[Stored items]
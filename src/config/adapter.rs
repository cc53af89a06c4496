//! # Adapter Configuration
//!
//! Adapter-level settings loaded from environment variables.

use crate::constants::{DEFAULT_PASSWORD_LENGTH, MIN_PASSWORD_LENGTH};

/// Log output format
#[derive(Debug, Clone, Copy, PartialEq, Eq)]
pub enum LogFormat {
    /// Human-readable text lines
    Text,
    /// One JSON object per line
    Json,
}

impl LogFormat {
    fn parse(value: &str) -> Self {
        if value.eq_ignore_ascii_case("json") {
            Self::Json
        } else {
            Self::Text
        }
    }
}

/// Adapter-level configuration
///
/// All settings have sensible defaults and can be overridden via environment variables.
/// Environment variables are populated from a ConfigMap using `envFrom` in the deployment.
#[derive(Debug, Clone)]
pub struct AdapterConfig {
    /// Length of generated master passwords
    /// Never below `MIN_PASSWORD_LENGTH`
    pub password_length: usize,
    /// Global log level (ERROR, WARN, INFO, DEBUG, TRACE)
    /// Used when `RUST_LOG` is not set
    pub log_level: String,
    /// Log format (json, text)
    pub log_format: LogFormat,
}

impl Default for AdapterConfig {
    fn default() -> Self {
        Self {
            password_length: DEFAULT_PASSWORD_LENGTH,
            log_level: "INFO".to_string(),
            log_format: LogFormat::Text,
        }
    }
}

impl AdapterConfig {
    /// Load configuration from environment variables with defaults
    #[must_use]
    pub fn from_env() -> Self {
        Self::from_lookup(|key| std::env::var(key).ok())
    }

    /// Build configuration from an arbitrary key lookup
    pub fn from_lookup<F>(lookup: F) -> Self
    where
        F: Fn(&str) -> Option<String>,
    {
        let password_length =
            parse_or_default(lookup("PASSWORD_LENGTH"), DEFAULT_PASSWORD_LENGTH)
                .max(MIN_PASSWORD_LENGTH);
        Self {
            password_length,
            log_level: lookup("LOG_LEVEL").unwrap_or_else(|| "INFO".to_string()),
            log_format: lookup("LOG_FORMAT")
                .map_or(LogFormat::Text, |v| LogFormat::parse(&v)),
        }
    }
}

/// Parse an optional value or return default
fn parse_or_default<T: std::str::FromStr>(value: Option<String>, default: T) -> T {
    value.and_then(|v| v.parse().ok()).unwrap_or(default)
}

*Exercise goal*
Reproduce the entries exactly, but only from their first line to the line holding "pub fn from_env()", with that last line kept.

*Reply to the exercise*
filename src/config/adapter.rs
repository cc53af89a06c4496
//! # Adapter Configuration
//!
//! Adapter-level settings loaded from environment variables.

use crate::constants::{DEFAULT_PASSWORD_LENGTH, MIN_PASSWORD_LENGTH};

/// Log output format
#[derive(Debug, Clone, Copy, PartialEq, Eq)]
pub enum LogFormat {
    /// Human-readable text lines
    Text,
    /// One JSON object per line
    Json,
}

impl LogFormat {
    fn parse(value: &str) -> Self {
        if value.eq_ignore_ascii_case("json") {
            Self::Json
        } else {
            Self::Text
        }
    }
}

/// Adapter-level configuration
///
/// All settings have sensible defaults and can be overridden via environment variables.
/// Environment variables are populated from a ConfigMap using `envFrom` in the deployment.
#[derive(Debug, Clone)]
pub struct AdapterConfig {
    /// Length of generated master passwords
    /// Never below `MIN_PASSWORD_LENGTH`
    pub password_length: usize,
    /// Global log level (ERROR, WARN, INFO, DEBUG, TRACE)
    /// Used when `RUST_LOG` is not set
    pub log_level: String,
    /// Log format (json, text)
    pub log_format: LogFormat,
}

impl Default for AdapterConfig {
    fn default() -> Self {
        Self {
            password_length: DEFAULT_PASSWORD_LENGTH,
            log_level: "INFO".to_string(),
            log_format: LogFormat::Text,
        }
    }
}

impl AdapterConfig {
    /// Load configuration from environment variables with defaults
    #[must_use]
    pub fn from_env() -> Self {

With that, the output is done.